Stored data entries:
● ● ● ● ●

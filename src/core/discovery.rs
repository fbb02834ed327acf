use crate::domain::model::SUPPORTED_INPUT_EXTENSIONS;
use std::collections::HashSet;
use std::path::{Path, PathBuf};
use walkdir::WalkDir;

/// 去除使用者貼上路徑時常帶的引號與空白
pub fn strip_quotes(raw: &str) -> PathBuf {
    PathBuf::from(raw.trim().trim_matches('"').trim())
}

pub fn is_supported_image(path: &Path) -> bool {
    path.extension()
        .and_then(|ext| ext.to_str())
        .map(|ext| {
            let ext = ext.to_ascii_lowercase();
            SUPPORTED_INPUT_EXTENSIONS.contains(&ext.as_str())
        })
        .unwrap_or(false)
}

#[derive(Debug, Default, Clone, PartialEq, Eq)]
pub struct Collected {
    pub images: Vec<PathBuf>,
    pub missing: Vec<PathBuf>,
}

/// 從檔案與資料夾收集所有支援的圖片，資料夾會遞迴掃描
pub fn collect_images<P: AsRef<Path>>(paths: &[P]) -> Collected {
    let mut collected = Collected::default();

    for path in paths {
        let path = path.as_ref();
        if path.is_file() {
            if is_supported_image(path) {
                collected.images.push(path.to_path_buf());
            } else {
                tracing::debug!("Skipping unsupported file: {}", path.display());
            }
        } else if path.is_dir() {
            let walker = WalkDir::new(path)
                .follow_links(false)
                .sort_by_file_name()
                .into_iter();
            for entry in walker {
                match entry {
                    Ok(entry) if entry.file_type().is_file() && is_supported_image(entry.path()) => {
                        collected.images.push(entry.into_path());
                    }
                    Ok(_) => {}
                    Err(e) => tracing::warn!("⚠️ Cannot read directory entry: {}", e),
                }
            }
        } else {
            tracing::warn!("⚠️ Path does not exist: {}", path.display());
            collected.missing.push(path.to_path_buf());
        }
    }

    collected
}

/// 移除重複路徑並保留原始順序，回傳 (唯一路徑, 移除數量)
pub fn dedup_preserving_order(files: Vec<PathBuf>) -> (Vec<PathBuf>, usize) {
    let original = files.len();
    let mut seen = HashSet::with_capacity(original);
    let unique: Vec<PathBuf> = files
        .into_iter()
        .filter(|file| seen.insert(file.clone()))
        .collect();
    let removed = original - unique.len();
    (unique, removed)
}

/// 一次加入的結果；`missing` 為不存在而被略過的路徑
#[derive(Debug, Clone, PartialEq, Eq)]
pub struct QueueAdd {
    pub added: usize,
    pub total: usize,
    pub missing: Vec<PathBuf>,
}

/// 待處理檔案佇列：多次加入時累加而不是取代，並忽略已在佇列中的檔案
#[derive(Debug, Default, Clone)]
pub struct FileQueue {
    files: Vec<PathBuf>,
    index: HashSet<PathBuf>,
}

impl FileQueue {
    pub fn new() -> Self {
        Self::default()
    }

    pub fn add<P: AsRef<Path>>(&mut self, paths: &[P]) -> QueueAdd {
        let collected = collect_images(paths);
        let mut added = 0;
        for image in collected.images {
            if self.index.insert(image.clone()) {
                self.files.push(image);
                added += 1;
            }
        }
        QueueAdd {
            added,
            total: self.files.len(),
            missing: collected.missing,
        }
    }

    pub fn clear(&mut self) {
        self.files.clear();
        self.index.clear();
    }

    pub fn files(&self) -> &[PathBuf] {
        &self.files
    }

    pub fn len(&self) -> usize {
        self.files.len()
    }

    pub fn is_empty(&self) -> bool {
        self.files.is_empty()
    }
}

● ● ● ● ●

• WHAT YOU ARE ASKED TO DO
Reproduce every record that appears above, keeping the wording exact.

• TASK OUTPUT
filename src/core/discovery.rs
repository fbb02834ed327acf
use crate::domain::model::SUPPORTED_INPUT_EXTENSIONS;
use std::collections::HashSet;
use std::path::{Path, PathBuf};
use walkdir::WalkDir;

/// 去除使用者貼上路徑時常帶的引號與空白
pub fn strip_quotes(raw: &str) -> PathBuf {
    PathBuf::from(raw.trim().trim_matches('"').trim())
}

pub fn is_supported_image(path: &Path) -> bool {
    path.extension()
        .and_then(|ext| ext.to_str())
        .map(|ext| {
            let ext = ext.to_ascii_lowercase();
            SUPPORTED_INPUT_EXTENSIONS.contains(&ext.as_str())
        })
        .unwrap_or(false)
}

#[derive(Debug, Default, Clone, PartialEq, Eq)]
pub struct Collected {
    pub images: Vec<PathBuf>,
    pub missing: Vec<PathBuf>,
}

/// 從檔案與資料夾收集所有支援的圖片，資料夾會遞迴掃描
pub fn collect_images<P: AsRef<Path>>(paths: &[P]) -> Collected {
    let mut collected = Collected::default();

    for path in paths {
        let path = path.as_ref();
        if path.is_file() {
            if is_supported_image(path) {
                collected.images.push(path.to_path_buf());
            } else {
                tracing::debug!("Skipping unsupported file: {}", path.display());
            }
        } else if path.is_dir() {
            let walker = WalkDir::new(path)
                .follow_links(false)
                .sort_by_file_name()
                .into_iter();
            for entry in walker {
                match entry {
                    Ok(entry) if entry.file_type().is_file() && is_supported_image(entry.path()) => {
                        collected.images.push(entry.into_path());
                    }
                    Ok(_) => {}
                    Err(e) => tracing::warn!("⚠️ Cannot read directory entry: {}", e),
                }
            }
        } else {
            tracing::warn!("⚠️ Path does not exist: {}", path.display());
            collected.missing.push(path.to_path_buf());
        }
    }

    collected
}

/// 移除重複路徑並保留原始順序，回傳 (唯一路徑, 移除數量)
pub fn dedup_preserving_order(files: Vec<PathBuf>) -> (Vec<PathBuf>, usize) {
    let original = files.len();
    let mut seen = HashSet::with_capacity(original);
    let unique: Vec<PathBuf> = files
        .into_iter()
        .filter(|file| seen.insert(file.clone()))
        .collect();
    let removed = original - unique.len();
    (unique, removed)
}

/// 一次加入的結果；`missing` 為不存在而被略過的路徑
#[derive(Debug, Clone, PartialEq, Eq)]
pub struct QueueAdd {
    pub added: usize,
    pub total: usize,
    pub missing: Vec<PathBuf>,
}

/// 待處理檔案佇列：多次加入時累加而不是取代，並忽略已在佇列中的檔案
#[derive(Debug, Default, Clone)]
pub struct FileQueue {
    files: Vec<PathBuf>,
    index: HashSet<PathBuf>,
}

impl FileQueue {
    pub fn new() -> Self {
        Self::default()
    }

    pub fn add<P: AsRef<Path>>(&mut self, paths: &[P]) -> QueueAdd {
        let collected = collect_images(paths);
        let mut added = 0;
        for image in collected.images {
            if self.index.insert(image.clone()) {
                self.files.push(image);
                added += 1;
            }
        }
        QueueAdd {
            added,
            total: self.files.len(),
            missing: collected.missing,
        }
    }

    pub fn clear(&mut self) {
        self.files.clear();
        self.index.clear();
    }

    pub fn files(&self) -> &[PathBuf] {
        &self.files
    }

    pub fn len(&self) -> usize {
        self.files.len()
    }

    pub fn is_empty(&self) -> bool {
        self.files.is_empty()
    }
}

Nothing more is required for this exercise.